Trisomie 21 : : Rencontre avec un groupe aussi discret que légendaire

mardi 30 octobre 2018, par Franco Onweb

C’est certainement le groupe français le plus adulé dans le monde. Boudé par les médias français, après plus de vingt ans de carrière, 11 albums, et plus d’un million de disques vendus dans tous les recoins de la planète, Trisomie 21 jette à nouveau le pavé dans la mare en sortant un nouvel album qui reprend les titres de leur dernier opus Elegance Never dies , sorti l’an passé. Une petite pépite refaçonnée en haute couture par 9 des plus grands producteurs mondiaux comme Chris Kimsey, Dave Bascombe, Peter Walsh ou encore David Allen. Rencontre avec Philippe Lomprez, le chanteur de ce groupe emblématique.
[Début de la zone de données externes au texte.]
// ABOUTME: Visitor-facing message catalog with template substitution
// ABOUTME: Templates come from config; every %s occurrence is replaced with the same value

use serde::{Deserialize, Serialize};

/// Replace every `%s` occurrence in a template with the given value.
pub fn substitute(template: &str, value: &str) -> String {
    template.replace("%s", value)
}

/// All visitor-facing text the orchestrator can emit.
///
/// Every field has a default so a bare config file still produces a working
/// catalog; deployments override individual entries under `[messages]`.
#[derive(Debug, Clone, Serialize, Deserialize)]
pub struct MessageCatalog {
    /// Rendered when queue position is N > 1; `%s` is replaced with N
    #[serde(default = "default_queue_position")]
    pub queue_position: String,
    /// Rendered when queue position is exactly 1
    #[serde(default = "default_queue_next")]
    pub queue_next: String,
    #[serde(default = "default_no_agent_available")]
    pub no_agent_available: String,
    /// Generic apology for any terminal failure without a specific message
    #[serde(default = "default_technical_difficulty")]
    pub technical_difficulty: String,
    #[serde(default = "default_session_expired")]
    pub session_expired: String,
    #[serde(default = "default_agent_ended")]
    pub agent_ended: String,
    #[serde(default = "default_idle_closed")]
    pub idle_closed: String,
    #[serde(default = "default_handoff_failed")]
    pub handoff_failed: String,
    /// Terminal message carrying the widget's close-chat affordance
    #[serde(default = "default_chat_ended")]
    pub chat_ended: String,
}

fn default_queue_position() -> String {
    "You are number %s in line. An agent will be with you as soon as possible.".to_string()
}

fn default_queue_next() -> String {
    "You are next in line. An agent will be with you shortly.".to_string()
}

fn default_no_agent_available() -> String {
    "No agents are available right now. Please try again later.".to_string()
}

fn default_technical_difficulty() -> String {
    "We are experiencing technical difficulties. Please try again later.".to_string()
}

fn default_session_expired() -> String {
    "Your chat session has expired.".to_string()
}

fn default_agent_ended() -> String {
    "The agent has ended the chat.".to_string()
}

fn default_idle_closed() -> String {
    "The chat was closed due to inactivity.".to_string()
}

fn default_handoff_failed() -> String {
    "We could not connect you to an agent workspace, but your chat is still active.".to_string()
}

fn default_chat_ended() -> String {
    "This chat has ended. You can close this window.".to_string()
}

impl Default for MessageCatalog {
    fn default() -> Self {
        Self {
            queue_position: default_queue_position(),
            queue_next: default_queue_next(),
            no_agent_available: default_no_agent_available(),
            technical_difficulty: default_technical_difficulty(),
            session_expired: default_session_expired(),
            agent_ended: default_agent_ended(),
            idle_closed: default_idle_closed(),
            handoff_failed: default_handoff_failed(),
            chat_ended: default_chat_ended(),
        }
    }
}

impl MessageCatalog {
    /// Render the queue-position announcement for a given position.
    ///
    /// Position 1 gets the distinct "you are next" variant; positions above 1
    /// get the template with the number substituted. Zero or negative
    /// positions are not a defined input and render nothing.
    pub fn render_queue_position(&self, position: i64) -> Option<String> {
        match position {
            1 => Some(self.queue_next.clone()),
            p if p > 1 => Some(substitute(&self.queue_position, &p.to_string())),
            _ => None,
        }
    }
}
Ça commence quand Trisomie 21 ?

En fait, c’est assez simple. Deux frères, un jour, décident de faire de la musique. Mon frère, Hervé, se met à la guitare et moi à la batterie. Tout de suite on a essayé de composer un morceau. C’était quelque chose d’un peu… « primitif », on ne savait pas jouer. Mais on a décidé de voir ce que cela pouvait faire.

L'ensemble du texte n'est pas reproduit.